FRF-based model updating of liquid-filled pipeline system considering tolerance intervals of test errors in the antiresonant frequencies

Abstract

The frequency response function (FRF)-based model updating technique is an effective method to calibrate system parameters of the dynamic simulation model of pipeline systems. However, the existing FRF-based model updating methods is difficult to solve the problem of the test errors in the antiresonant frequencies, which significantly affects the accuracy of the updated results. Hence, this paper proposes a new FRF-based model updating method of the liquid-filled pipeline considering the tolerance intervals of test errors in the antiresonant frequencies. In this method, the effect of test errors on FRFs is quantified by employing the interval method, and then the tolerance intervals of test errors in the antiresonant frequencies can be identified from the interval FRFs. The obtained tolerance intervals are integrated into the objective function of the FRF-based model updating through the penalty function method, and the optimal system parameters can be obtained by using a global optimization algorithm.

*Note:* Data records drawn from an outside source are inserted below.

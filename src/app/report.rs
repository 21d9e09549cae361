//! Report output for the command-line binary.

use std::fmt::Write;

use serde::Serialize;
use serde_json::Value;

use crate::models::{ModelOutcome, RefreshSnapshot, RefreshTrace};

/// The `--json` document: the snapshot plus `debug` and `models` blocks.
#[derive(Debug, Serialize)]
pub struct JsonReport<'a> {
    #[serde(flatten)]
    pub snapshot: &'a RefreshSnapshot,
    pub debug: &'a RefreshTrace,
    pub models: &'a [ModelOutcome],
}

impl<'a> JsonReport<'a> {
    pub fn new(snapshot: &'a RefreshSnapshot, trace: &'a RefreshTrace) -> Self {
        Self {
            snapshot,
            debug: trace,
            models: &trace.models,
        }
    }
}

/// Renders the `--json` document, pretty-printed.
pub fn render_json(
    snapshot: &RefreshSnapshot,
    trace: &RefreshTrace,
) -> Result<String, serde_json::Error> {
    serde_json::to_string_pretty(&JsonReport::new(snapshot, trace))
}

fn display_value(value: Option<&Value>) -> String {
    match value {
        None | Some(Value::Null) => "none".to_string(),
        Some(Value::String(s)) => s.clone(),
        Some(other) => other.to_string(),
    }
}

fn display_flag(flag: Option<bool>) -> &'static str {
    match flag {
        Some(true) => "yes",
        Some(false) => "no",
        None => "unknown",
    }
}

/// Renders the human-readable report.
pub fn render_human(snapshot: &RefreshSnapshot, trace: &RefreshTrace) -> String {
    let mut out = String::new();
    // Writing to a String cannot fail.
    let _ = write_human(&mut out, snapshot, trace);
    out
}

fn write_human(
    out: &mut String,
    snapshot: &RefreshSnapshot,
    trace: &RefreshTrace,
) -> std::fmt::Result {
    writeln!(out, "Summary:")?;
    for (key, value) in snapshot.summary.entries() {
        writeln!(out, "  {}: {}", key, display_value(value))?;
    }
    writeln!(out, "  Models: {}", snapshot.models)?;

    writeln!(out, "\nTop Models:")?;
    for (key, top) in snapshot.top.entries() {
        match top {
            Some(top) => writeln!(
                out,
                "  {}: {} ({}) {}={}",
                key,
                top.title.as_deref().unwrap_or("untitled"),
                top.url,
                top.metric,
                top.value
            )?,
            None => writeln!(out, "  {}: none", key)?,
        }
    }

    let diagnostics = &snapshot.diagnostics;
    writeln!(out, "\nProfile:")?;
    writeln!(
        out,
        "  handle: {}",
        diagnostics.handle.as_deref().unwrap_or("none")
    )?;
    writeln!(out, "  verified: {}", display_flag(diagnostics.certificated))?;
    writeln!(
        out,
        "  commercial licence: {}",
        display_flag(diagnostics.can_subscribe_commercial_license)
    )?;
    let badges = diagnostics.badge_titles();
    if badges.is_empty() {
        writeln!(out, "  badges: none")?;
    } else {
        writeln!(out, "  badges: {}", badges.join(", "))?;
    }
    let banned: Vec<String> = diagnostics
        .banned_flags()
        .into_iter()
        .map(|(key, flag)| format!("{}={}", key, display_flag(flag)))
        .collect();
    writeln!(out, "  banned: {}", banned.join(", "))?;

    writeln!(out, "\nDebug:")?;
    writeln!(out, "  profile_url: {}", trace.profile_url)?;
    writeln!(
        out,
        "  upload_url: {}",
        trace.upload_url.as_deref().unwrap_or("none")
    )?;
    writeln!(
        out,
        "  upload_error: {}",
        trace.upload_error.as_deref().unwrap_or("none")
    )?;
    writeln!(out, "  resolved_model_refs: {}", trace.resolved_model_refs)?;
    writeln!(out, "  parsed_models: {}", trace.parsed_models)?;
    for outcome in &trace.models {
        if let ModelOutcome::Failed(failed) = outcome {
            writeln!(
                out,
                "  failed model {}-{}: {}",
                failed.id, failed.slug, failed.error
            )?;
        }
    }
    Ok(())
}

#[cfg(test)]
mod tests {
    use super::*;
    use crate::models::{Diagnostics, FailedModel, Summary, TopModel, TopModels};
    use chrono::Utc;
    use serde_json::json;

    fn snapshot() -> RefreshSnapshot {
        RefreshSnapshot {
            summary: Summary {
                likes: Some(json!(10)),
                points: Some(json!("1,204")),
                ..Default::default()
            },
            top: TopModels {
                most_liked: Some(TopModel {
                    id: 7,
                    title: Some("Benchy".to_string()),
                    url: "https://makerworld.com/en/models/7-benchy".to_string(),
                    metric: "likeCount",
                    value: 9,
                }),
                ..Default::default()
            },
            models: 2,
            diagnostics: Diagnostics {
                certificated: Some(true),
                badges: Some(vec![json!({"title": "Early Maker"})]),
                ..Default::default()
            },
            last_update: Utc::now(),
        }
    }

    fn trace() -> RefreshTrace {
        RefreshTrace {
            profile_url: "https://makerworld.com/en/@alice".to_string(),
            upload_url: None,
            upload_error: Some("HTTP 500 from x".to_string()),
            resolved_model_refs: 2,
            parsed_models: 1,
            models: vec![ModelOutcome::Failed(FailedModel {
                id: 8,
                slug: "hook".to_string(),
                title: None,
                error: "HTTP 404 from y".to_string(),
            })],
        }
    }

    #[test]
    fn test_render_human_sections() {
        let text = render_human(&snapshot(), &trace());
        assert!(text.starts_with("Summary:\n  Likes: 10\n  Downloads: none\n"));
        assert!(text.contains("  Points: 1,204\n"));
        assert!(text.contains(
            "  Most Liked Model: Benchy (https://makerworld.com/en/models/7-benchy) likeCount=9"
        ));
        assert!(text.contains("  Most Printed Model: none"));
        assert!(text.contains("  verified: yes"));
        assert!(text.contains("  commercial licence: unknown"));
        assert!(text.contains("  badges: Early Maker"));
        assert!(text.contains("  banned: comment=unknown, community=unknown"));
        assert!(text.contains("  upload_error: HTTP 500 from x"));
        assert!(text.contains("  failed model 8-hook: HTTP 404 from y"));
    }

    #[test]
    fn test_render_json_layout() {
        let snapshot = snapshot();
        let trace = trace();
        let value: Value = serde_json::from_str(&render_json(&snapshot, &trace).unwrap()).unwrap();

        assert_eq!(value["Likes"], json!(10));
        assert_eq!(value["Models"], json!(2));
        assert_eq!(value["Top"]["Most Liked Model"]["likeCount"], json!(9));
        assert_eq!(value["debug"]["parsed_models"], json!(1));
        assert_eq!(value["debug"]["upload_url"], Value::Null);
        assert!(value["debug"].get("models").is_none());
        assert_eq!(value["models"][0]["error"], json!("HTTP 404 from y"));
    }
}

Compared with the existing FRF-based model updating methods, the proposed method can not only effectively reduce the effect of test errors in the measured FRFs on the updated results but also alleviate the ill-condition of model updating calculations, so that the accuracy and convergence of model updating calculations are improved simultaneously. Numerical and experimental validations of the proposed method are carried out by using an L-shaped water-filled pipeline system. The performances of the proposed method are compared with the typical FRF-based model updating method. The results demonstrate that the proposed method can obtain the updated results with higher accuracy and reliability than the typical method.